Data items:
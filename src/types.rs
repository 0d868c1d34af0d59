//! Core types for the vault.

use crate::error::{Result, VaultError};
use serde::{Deserialize, Serialize};
use serde_json::{Map, Value};
use std::fmt;

/// Filename prefix that marks a workflow document.
pub const DOCUMENT_PREFIX: &str = "wf-";

/// File extension for documents, metadata lists, and version payloads.
pub const JSON_EXT: &str = ".json";

/// Unique identifier for a workflow document. Doubles as its on-disk key.
#[derive(Clone, PartialEq, Eq, PartialOrd, Ord, Hash, Serialize, Deserialize)]
#[serde(try_from = "String", into = "String")]
pub struct DocumentId(String);

impl DocumentId {
    /// Validate and wrap an id.
    ///
    /// Ids name files directly, so they must carry the `wf-` prefix and must
    /// not contain path separators.
    pub fn new(id: impl Into<String>) -> Result<Self> {
        let id = id.into();
        if !id.starts_with(DOCUMENT_PREFIX) {
            return Err(VaultError::InvalidName(format!(
                "document id must start with '{}': {}",
                DOCUMENT_PREFIX, id
            )));
        }
        if id.contains('/') || id.contains('\\') || id.contains("..") {
            return Err(VaultError::InvalidName(format!(
                "document id must not contain path components: {}",
                id
            )));
        }
        Ok(DocumentId(id))
    }

    pub fn as_str(&self) -> &str {
        &self.0
    }

    /// On-disk filename for the document's current state.
    pub fn file_name(&self) -> String {
        format!("{}{}", self.0, JSON_EXT)
    }

    /// Recover an id from a document filename. `None` for anything that is
    /// not a `wf-*.json` file.
    pub fn from_file_name(name: &str) -> Option<Self> {
        let stem = name.strip_suffix(JSON_EXT)?;
        DocumentId::new(stem).ok()
    }
}

impl TryFrom<String> for DocumentId {
    type Error = VaultError;

    fn try_from(value: String) -> Result<Self> {
        DocumentId::new(value)
    }
}

impl From<DocumentId> for String {
    fn from(id: DocumentId) -> Self {
        id.0
    }
}

impl fmt::Debug for DocumentId {
    fn fmt(&self, f: &mut fmt::Formatter<'_>) -> fmt::Result {
        write!(f, "DocumentId({})", self.0)
    }
}

impl fmt::Display for DocumentId {
    fn fmt(&self, f: &mut fmt::Formatter<'_>) -> fmt::Result {
        write!(f, "{}", self.0)
    }
}

/// A single workflow document: a directed graph of typed nodes and edges plus
/// tagging and ownership metadata.
///
/// Nodes and edges are opaque to this subsystem; they are carried as raw JSON
/// values so the editor's shapes round-trip unchanged. Unknown top-level
/// fields are preserved the same way.
#[derive(Clone, Debug, Serialize, Deserialize)]
pub struct Document {
    pub id: DocumentId,
    #[serde(default)]
    pub name: String,
    #[serde(default)]
    pub nodes: Vec<Value>,
    #[serde(default)]
    pub edges: Vec<Value>,
    #[serde(default, skip_serializing_if = "Vec::is_empty")]
    pub tags: Vec<String>,
    #[serde(
        default,
        rename = "teamId",
        skip_serializing_if = "Option::is_none"
    )]
    pub team_id: Option<String>,
    #[serde(
        default,
        rename = "ownerId",
        skip_serializing_if = "Option::is_none"
    )]
    pub owner_id: Option<String>,
    #[serde(flatten)]
    pub extra: Map<String, Value>,
}

impl Document {
    /// Minimal document with the given id and name.
    pub fn new(id: DocumentId, name: impl Into<String>) -> Self {
        Document {
            id,
            name: name.into(),
            nodes: Vec::new(),
            edges: Vec::new(),
            tags: Vec::new(),
            team_id: None,
            owner_id: None,
            extra: Map::new(),
        }
    }
}

/// One entry of `tags.json`.
#[derive(Clone, Debug, Serialize, Deserialize)]
pub struct Tag {
    pub id: String,
    pub name: String,
    #[serde(default, skip_serializing_if = "Option::is_none")]
    pub color: Option<String>,
    #[serde(flatten)]
    pub extra: Map<String, Value>,
}

/// One entry of `teams.json`.
#[derive(Clone, Debug, Serialize, Deserialize)]
pub struct Team {
    pub id: String,
    pub name: String,
    #[serde(flatten)]
    pub extra: Map<String, Value>,
}

/// One entry of `owners.json`.
#[derive(Clone, Debug, Serialize, Deserialize)]
pub struct Owner {
    pub id: String,
    pub name: String,
    #[serde(flatten)]
    pub extra: Map<String, Value>,
}

/// Counts extracted from one archive by [`crate::ArchiveCatalog::inspect`].
#[derive(Clone, Copy, Debug, Default, PartialEq, Eq, Serialize)]
#[serde(rename_all = "camelCase")]
pub struct Summary {
    pub team_count: usize,
    pub owner_count: usize,
    pub tag_count: usize,
    pub document_count: usize,
    pub total_node_count: usize,
}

• [WHAT THE EXERCISE ASKS] Report, for the data above, every line in which the string "metadata" appears.

• [WRITTEN ANSWER]
/// File extension for documents, metadata lists, and version payloads.
/// tagging and ownership metadata.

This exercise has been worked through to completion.